Pendant les dernières années de guerre, Philip Newman redoubla ses concerts pour les réfugiés, qui s'étendirent par la suite aux populations les plus défavorisées d'Afrique. En 1950, il quitta le Portugal pour une tournée en Angleterre, Belgique, Italie, Espagne et Allemagne. Il reçut d'excellentes critiques, de la part de critiques musicaux autant que de ses collègues musiciens. Les 22 et 23 novembre, il fit encore un apparition au Free Trade Hall de Manchester, où il joua le Concerto pour Violon de Beethoven avec le Halle Orchestra dirigé par John Barbirolli. En 1954, il accepta une série de 28 concerts au Congo belge et en Angola, mais juste avant la finalisation de ce projet, il apprit la mort de son père ; cependant, il continua sa tournée comme prévu. Il fit la connaissance d'Albert Schweitzer à Lambaréné et, à la fin de cette tournée, passa par Johannesburg où il enregistra des œuvres de Paganini et le concerto de Beethoven pour la Compagnie Sud-Africaine d'Enregistrement.

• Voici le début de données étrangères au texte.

//! CLI argument definitions.
//!
//! This module defines all CLI arguments using clap's derive macros.
//! The main entry point is the [`Cli`] struct.

use clap::{Parser, Subcommand};
use clap_complete::Shell;
use std::path::PathBuf;

/// sandenv - Resolve the environment for a sandboxed run.
#[derive(Debug, Parser)]
#[command(name = "sandenv")]
#[command(author, version, about, long_about = None)]
#[command(propagate_version = true)]
pub struct Cli {
    /// Path to config file (overrides default .sandenv/config.yml)
    #[arg(short, long, global = true, env = "SANDENV_CONFIG")]
    pub config: Option<PathBuf>,

    /// Path to project root (overrides current directory)
    #[arg(short, long, global = true)]
    pub project: Option<PathBuf>,

    /// Show verbose output
    #[arg(short, long, global = true)]
    pub verbose: bool,

    /// Minimal output
    #[arg(short, long, global = true)]
    pub quiet: bool,

    /// Disable colored output
    #[arg(long, global = true)]
    pub no_color: bool,

    /// Enable debug logging
    #[arg(long, global = true)]
    pub debug: bool,

    /// Inputs for running without a subcommand, which means `resolve`.
    #[command(flatten)]
    pub resolve: ResolveArgs,

    #[command(subcommand)]
    pub command: Option<Commands>,
}

/// Available subcommands.
#[derive(Debug, Subcommand)]
pub enum Commands {
    /// Print the resolved environment as KEY=VALUE lines (default)
    Resolve(ResolveArgs),

    /// Show each resolved variable with the source that supplied it
    Explain(ExplainArgs),

    /// Print the JSON Schema for config or credentials files
    Schema(SchemaArgs),

    /// Generate shell completions
    Completions(CompletionsArgs),
}

/// Inputs shared by `resolve` and `explain`.
#[derive(Debug, Clone, Default, clap::Args)]
pub struct SourceArgs {
    /// Discovered credentials as JSON
    #[arg(long, value_name = "FILE", env = "SANDENV_CREDENTIALS")]
    pub credentials: Option<PathBuf>,

    /// Env file to use instead of the configured one
    #[arg(long, value_name = "FILE")]
    pub env_file: Option<PathBuf>,

    /// Set a variable explicitly (repeatable, highest precedence)
    #[arg(long = "set", value_name = "KEY=VALUE", value_parser = parse_assignment)]
    pub set: Vec<(String, String)>,

    /// Ignore the host environment
    #[arg(long)]
    pub no_host: bool,
}

/// Arguments for the `resolve` command.
#[derive(Debug, Clone, Default, clap::Args)]
pub struct ResolveArgs {
    #[command(flatten)]
    pub sources: SourceArgs,

    /// Output as a JSON array of KEY=VALUE strings
    #[arg(long)]
    pub json: bool,
}

/// Arguments for the `explain` command.
#[derive(Debug, Clone, Default, clap::Args)]
pub struct ExplainArgs {
    #[command(flatten)]
    pub sources: SourceArgs,

    /// Show secret values instead of masking them
    #[arg(long)]
    pub show_secrets: bool,

    /// Output as JSON
    #[arg(long)]
    pub json: bool,
}

/// Arguments for the `schema` command.
#[derive(Debug, Clone, Default, clap::Args)]
pub struct SchemaArgs {
    /// Print the credentials file schema instead of the config schema
    #[arg(long)]
    pub credentials: bool,
}

/// Arguments for the `completions` command.
#[derive(Debug, Clone, clap::Args)]
pub struct CompletionsArgs {
    /// Shell to generate completions for
    #[arg(value_enum)]
    pub shell: Shell,
}

/// Parse a `KEY=VALUE` argument, splitting on the first `=`.
fn parse_assignment(s: &str) -> Result<(String, String), String> {
    match s.split_once('=') {
        Some((key, value)) if !key.is_empty() => Ok((key.to_string(), value.to_string())),
        _ => Err(format!("expected KEY=VALUE, got '{}'", s)),
    }
}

A son retour en Europe, Philip Newman rejoignit son vieil ami Casals, pour jouer à l'ouverture du Festival de Prades. En 1962, il fonda le Festival de Pollensa, qui devint son activité principale pendant les dernières années de sa vie. De nombreux artistes jouèrent à ses côtés au cours de ces festivals (par exemple, Ruggiero Ricci, Pierre Fournier et Friedrich Guida furent programmés une année). Le dernier concert de Newman eut lieu le 4 septembre 1966 lors de l'un de ces festivals ; il joua sa dernière pièce sur la demande d'un journaliste ce soir-là : le Recitativo and Scherzo de Kreisler. Une tournée en URSS était programmée, mais Philip Newman mourut d'un arrêt cardiaque, dans sa chambre d'hôtel de Majorque, le 23 novembre 1966 - un an jour pour jour après sa chère amie la Reine Elisabeth. Ironiquement, il était attendu ce soir là sur le plateau d'une émission télévisée commémorant le premier anniversaire de la mort de la Reine.
Tout au long de sa carrière, Philip Newman reçut de nombreux honneurs et récompenses. En Belgique, il fut nommé Officier de l'Ordre de la Couronne. Le Portugal lui offrit sa plus haute récompense : Chevalier commandeur de l'ordre de St Jacques de l'Épée et, pour son travail pendant les années de guerre, il fut décoré de l'Ordre de St Jean et l'Ordre du Christ. Il reçut aussi les médailles Ysaÿe et Reine Elisabeth de Belgique, puis l'Ordre du Mérite et l'Ordre Léopold. Enfin, il fut récompensé de son travail par la commande d'un portrait de lui, qui se trouve à présent à la Galerie Nationale de Lisbonne.